Roberto Ellery: “Gestão de Guedes é pior do que a Dilma”

October 27, 2021

Economia

Sob o comando do ministro Paulo Guedes, o balanço da gestão econômica do governo Bolsonaro até aqui já é pior do que o desastre promovido pelo governo Dilma. Essa é a avaliação do professor Roberto Ellery, do departamento de economia da UnB e um dos maiores críticos da gestão econômica sob a presidência de Dilma Rousseff. “É um governo que está perdido. No governo da Dilma, apesar de eu ter sido contrário e criticado muito, havia um plano. Eu acho que daria errado de qualquer jeito, mas teria alguma consistência. Hoje não tem nenhuma”, compara Roberto. “O que você tem é uma rendição completa ao núcleo do centrão no Congresso”, explica.

O rompimento explícito da política de teto de gastos se tornou evidente para todos nas últimas semanas, mas não pode ser considerado uma surpresa para observadores atentos da política econômica. “Os indícios já estavam dados desde antes da pandemia. Ficou muito claro desde a Reforma da Previdência, que foi importante, mas protegeu os militares, categoria apoiada pelo presidente”, criticou.

Para Ellery, não podemos descartar a hipótese de que Paulo Guedes desistiu de cortar gastos e substituiu o ajuste fiscal por inflação. “Como o imposto é uma alíquota, a receita do governo sobe quando os preços sobem. Se o gasto fica parado, há um ajuste inflacionário. As vezes eu acho que o Guedes queria isso. Ele viu que não ia reduzir nem controlar salário de servidor e pensou em pegar os caras com inflação. O problema é que depois é difícil controlar, como aprendiz de feiticeiro”, explica.

“Se o processo inflacionário voltar com força, acabou. É só lembrar o Brasil de antes: ninguém discutia reforma porque não tinha como. A inflação se impõe como problema. Se ela sai de controle, o dano é muito maior. Olha para Argentina pra ver o que acontece. E não adianta brigar com os preços. A inflação é uma doença da moeda”, alerta Ellery.

Falta liberalismo

Ao analisar a prática da política econômica de Paulo Guedes, não há indícios consistentes de uma tentativa de aplicação dos princípios do liberalismo econômico de qualquer vertente teórica. “Você pode ser da turma do Hayek ou da turma do Friedman. É difícil entender um governo liberal que não tenha uma obsessão pelo controle da inflação. Se você pegar as grandes escolas liberais da economia, todas tem obsessão pelo controle inflacionário. Se você pega a Escola Austríaca – e o ministro Paulo Guedes gostava de mostrar livros do Hayek e do Mises -, a base da teoria dos ciclos econômicos é que os juros baixos distorcem a alocação de capital. E o governo fez isso. Onde estavam os meus amigos austríacos, que não se descabelaram gritando?”, questiona o professor.

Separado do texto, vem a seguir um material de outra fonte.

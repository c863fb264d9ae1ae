//! Env file persistence: write a config map to disk and mirror it into the
//! environment.
//!
//! The file is always rewritten in full. Creates parent directories as needed
//! and, on Unix, restricts the file to its owner (`0600`).

use std::fs::{self, OpenOptions};
use std::io::Write;
use std::path::Path;

use tracing::debug;

use crate::binding::EnvConfig;
use crate::codec::{self, ConfigMap};
use crate::env::Environment;
use crate::error::EnvfigError;
use crate::introspect;

/// I/O wrapper: encode `map` and overwrite `path` with it.
pub fn write_config_file(path: &Path, map: &ConfigMap) -> Result<(), EnvfigError> {
    let content = codec::encode(map);

    if let Some(parent) = path.parent()
        && !parent.as_os_str().is_empty()
    {
        fs::create_dir_all(parent).map_err(|e| EnvfigError::Io {
            path: parent.to_path_buf(),
            source: e,
        })?;
    }

    let io_err = |e: std::io::Error| EnvfigError::Io {
        path: path.to_path_buf(),
        source: e,
    };

    let mut options = OpenOptions::new();
    options.write(true).create(true).truncate(true);
    #[cfg(unix)]
    {
        use std::os::unix::fs::OpenOptionsExt;
        options.mode(0o600);
    }
    let mut file = options.open(path).map_err(io_err)?;
    file.write_all(content.as_bytes()).map_err(io_err)?;

    debug!(path = %path.display(), entries = map.len(), "wrote env file");
    Ok(())
}

/// Write `map` to `path`, then apply it to `env`.
///
/// The file is written before the environment is touched; if the write
/// fails, the environment is unchanged.
pub fn save_map<E: Environment + ?Sized>(
    path: &Path,
    map: &ConfigMap,
    env: &mut E,
) -> Result<(), EnvfigError> {
    write_config_file(path, map)?;
    codec::apply(env, map)
}

/// Save every bound field of `config` to `path` and mirror it into `env`.
pub fn save_config<C: EnvConfig, E: Environment + ?Sized>(
    path: &Path,
    config: &C,
    env: &mut E,
) -> Result<(), EnvfigError> {
    let map = codec::config_map(&introspect::fields(config)?);
    save_map(path, &map, env)
}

Outra metamorfose profunda entre o discurso de Paulo Guedes antes de se tornar ministro e a prática demonstrada da sua política econômica ocorre no âmbito da abertura comercial. “Paulo Guedes começou o governo falando em abertura. O discurso dele era de íamos proteger a indústria dos industriais. Logo depois, ele passou a dizer que precisamos dar um tempo para as empresas se adaptarem. Nós estamos a 70 anos dando tempo para as empresas se adaptarem. É a gestação mais longa da história da humanidade”, critica Roberto.

Ao comentar a situação do câmbio, Ellery também chamou atenção para a prática desenvolvimentista de proteção do mercado nacional. “O próprio Paulo Guedes falou de proteção da indústria nacional. Disse que o câmbio desvalorizado ia ajudar a indústria nacional, que os brasileiros deveriam fazer turismo no Brasil e de que domésticas tem que parar de ir pra Disney. Tudo isso é o velho discurso desenvolvimentista. Eu ouvi o Ciro dizer isso em um debate com ele”, provocou Ellery.